┌──

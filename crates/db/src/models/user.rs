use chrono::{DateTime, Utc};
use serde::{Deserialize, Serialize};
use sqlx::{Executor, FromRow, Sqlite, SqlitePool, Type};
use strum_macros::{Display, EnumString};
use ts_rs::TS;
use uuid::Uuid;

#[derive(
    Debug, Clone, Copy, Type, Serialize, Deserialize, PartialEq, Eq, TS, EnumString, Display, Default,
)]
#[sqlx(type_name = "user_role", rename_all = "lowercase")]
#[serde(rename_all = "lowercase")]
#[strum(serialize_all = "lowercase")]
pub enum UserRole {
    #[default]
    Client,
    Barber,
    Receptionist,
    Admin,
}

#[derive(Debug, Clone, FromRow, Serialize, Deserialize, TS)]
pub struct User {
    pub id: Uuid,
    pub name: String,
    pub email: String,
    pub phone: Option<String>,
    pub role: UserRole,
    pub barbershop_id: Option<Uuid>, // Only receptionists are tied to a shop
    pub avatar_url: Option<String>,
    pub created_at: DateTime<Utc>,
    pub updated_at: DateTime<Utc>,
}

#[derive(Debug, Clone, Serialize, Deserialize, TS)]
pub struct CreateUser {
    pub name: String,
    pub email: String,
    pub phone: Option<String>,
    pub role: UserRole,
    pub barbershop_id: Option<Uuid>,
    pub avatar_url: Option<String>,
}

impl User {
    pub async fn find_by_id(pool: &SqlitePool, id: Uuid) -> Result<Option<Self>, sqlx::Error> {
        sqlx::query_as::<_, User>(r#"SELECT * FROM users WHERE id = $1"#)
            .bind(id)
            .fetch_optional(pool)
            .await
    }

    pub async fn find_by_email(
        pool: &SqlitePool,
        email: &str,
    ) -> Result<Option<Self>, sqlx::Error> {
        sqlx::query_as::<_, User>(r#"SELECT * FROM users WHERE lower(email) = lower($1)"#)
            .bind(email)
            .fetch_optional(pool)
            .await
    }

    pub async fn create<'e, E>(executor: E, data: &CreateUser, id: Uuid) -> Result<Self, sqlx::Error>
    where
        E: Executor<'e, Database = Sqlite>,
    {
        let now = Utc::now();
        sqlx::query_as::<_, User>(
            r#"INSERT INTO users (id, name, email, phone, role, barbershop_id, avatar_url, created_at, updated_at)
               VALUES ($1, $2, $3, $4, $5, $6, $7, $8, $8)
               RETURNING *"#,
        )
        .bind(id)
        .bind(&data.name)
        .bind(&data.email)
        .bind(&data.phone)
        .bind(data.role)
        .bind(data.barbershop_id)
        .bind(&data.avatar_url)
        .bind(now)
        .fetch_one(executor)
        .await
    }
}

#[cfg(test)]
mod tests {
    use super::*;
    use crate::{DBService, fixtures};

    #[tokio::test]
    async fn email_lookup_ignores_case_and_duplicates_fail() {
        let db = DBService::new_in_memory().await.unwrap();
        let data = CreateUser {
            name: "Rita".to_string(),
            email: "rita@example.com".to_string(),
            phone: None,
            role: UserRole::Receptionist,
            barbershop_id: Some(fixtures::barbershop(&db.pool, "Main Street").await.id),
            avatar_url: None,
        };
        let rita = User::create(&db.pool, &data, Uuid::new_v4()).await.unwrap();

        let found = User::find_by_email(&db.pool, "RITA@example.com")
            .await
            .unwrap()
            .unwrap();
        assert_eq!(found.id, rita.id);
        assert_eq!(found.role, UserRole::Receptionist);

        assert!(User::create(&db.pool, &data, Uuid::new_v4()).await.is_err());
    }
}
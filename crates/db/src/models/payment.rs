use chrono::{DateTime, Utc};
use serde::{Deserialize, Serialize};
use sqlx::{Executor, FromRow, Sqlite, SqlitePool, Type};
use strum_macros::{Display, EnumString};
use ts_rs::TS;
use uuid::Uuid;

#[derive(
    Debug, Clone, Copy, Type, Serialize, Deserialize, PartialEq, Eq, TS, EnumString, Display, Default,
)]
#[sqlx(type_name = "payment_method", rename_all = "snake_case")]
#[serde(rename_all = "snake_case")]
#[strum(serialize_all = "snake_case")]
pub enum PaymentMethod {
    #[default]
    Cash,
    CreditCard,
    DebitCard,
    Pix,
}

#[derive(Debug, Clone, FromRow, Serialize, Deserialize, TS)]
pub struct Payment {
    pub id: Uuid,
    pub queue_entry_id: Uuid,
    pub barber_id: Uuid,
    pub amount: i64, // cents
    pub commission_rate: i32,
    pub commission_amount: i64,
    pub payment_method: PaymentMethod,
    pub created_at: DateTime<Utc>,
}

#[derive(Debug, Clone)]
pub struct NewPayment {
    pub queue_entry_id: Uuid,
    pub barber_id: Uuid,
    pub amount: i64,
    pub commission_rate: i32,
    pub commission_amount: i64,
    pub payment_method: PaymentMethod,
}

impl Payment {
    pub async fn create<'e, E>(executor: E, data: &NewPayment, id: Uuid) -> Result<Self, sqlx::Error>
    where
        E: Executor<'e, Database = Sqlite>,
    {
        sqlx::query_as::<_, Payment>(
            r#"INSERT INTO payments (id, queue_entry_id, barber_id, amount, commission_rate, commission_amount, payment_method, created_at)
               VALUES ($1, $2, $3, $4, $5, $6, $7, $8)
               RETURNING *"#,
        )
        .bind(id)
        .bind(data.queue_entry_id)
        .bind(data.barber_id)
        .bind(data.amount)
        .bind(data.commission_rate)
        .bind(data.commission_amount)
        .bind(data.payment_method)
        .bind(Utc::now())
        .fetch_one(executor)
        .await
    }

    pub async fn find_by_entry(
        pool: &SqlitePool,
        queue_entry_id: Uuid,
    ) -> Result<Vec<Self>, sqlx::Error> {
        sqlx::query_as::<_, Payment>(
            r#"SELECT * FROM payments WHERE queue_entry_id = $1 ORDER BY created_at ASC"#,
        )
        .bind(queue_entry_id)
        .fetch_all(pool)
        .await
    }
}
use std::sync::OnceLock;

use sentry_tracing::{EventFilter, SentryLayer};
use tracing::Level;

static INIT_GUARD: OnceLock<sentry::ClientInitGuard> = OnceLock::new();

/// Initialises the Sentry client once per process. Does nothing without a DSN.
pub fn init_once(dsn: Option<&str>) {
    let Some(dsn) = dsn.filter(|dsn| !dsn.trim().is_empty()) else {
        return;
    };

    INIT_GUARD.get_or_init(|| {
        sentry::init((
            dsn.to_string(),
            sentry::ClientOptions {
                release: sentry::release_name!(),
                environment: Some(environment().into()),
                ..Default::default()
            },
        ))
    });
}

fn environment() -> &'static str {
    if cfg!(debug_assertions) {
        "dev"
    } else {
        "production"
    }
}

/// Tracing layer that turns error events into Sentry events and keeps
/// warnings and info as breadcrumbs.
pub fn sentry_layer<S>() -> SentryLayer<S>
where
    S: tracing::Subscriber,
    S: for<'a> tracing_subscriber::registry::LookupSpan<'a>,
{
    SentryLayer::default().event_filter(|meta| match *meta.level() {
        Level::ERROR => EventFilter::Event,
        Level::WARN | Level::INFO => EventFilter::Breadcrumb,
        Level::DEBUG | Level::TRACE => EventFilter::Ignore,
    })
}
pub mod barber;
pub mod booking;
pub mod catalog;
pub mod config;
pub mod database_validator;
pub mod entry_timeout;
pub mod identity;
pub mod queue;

└──

-- Requirement --
Looking at the material, work out the number of lines holding "users", and write that number alone.

-- Reply --
3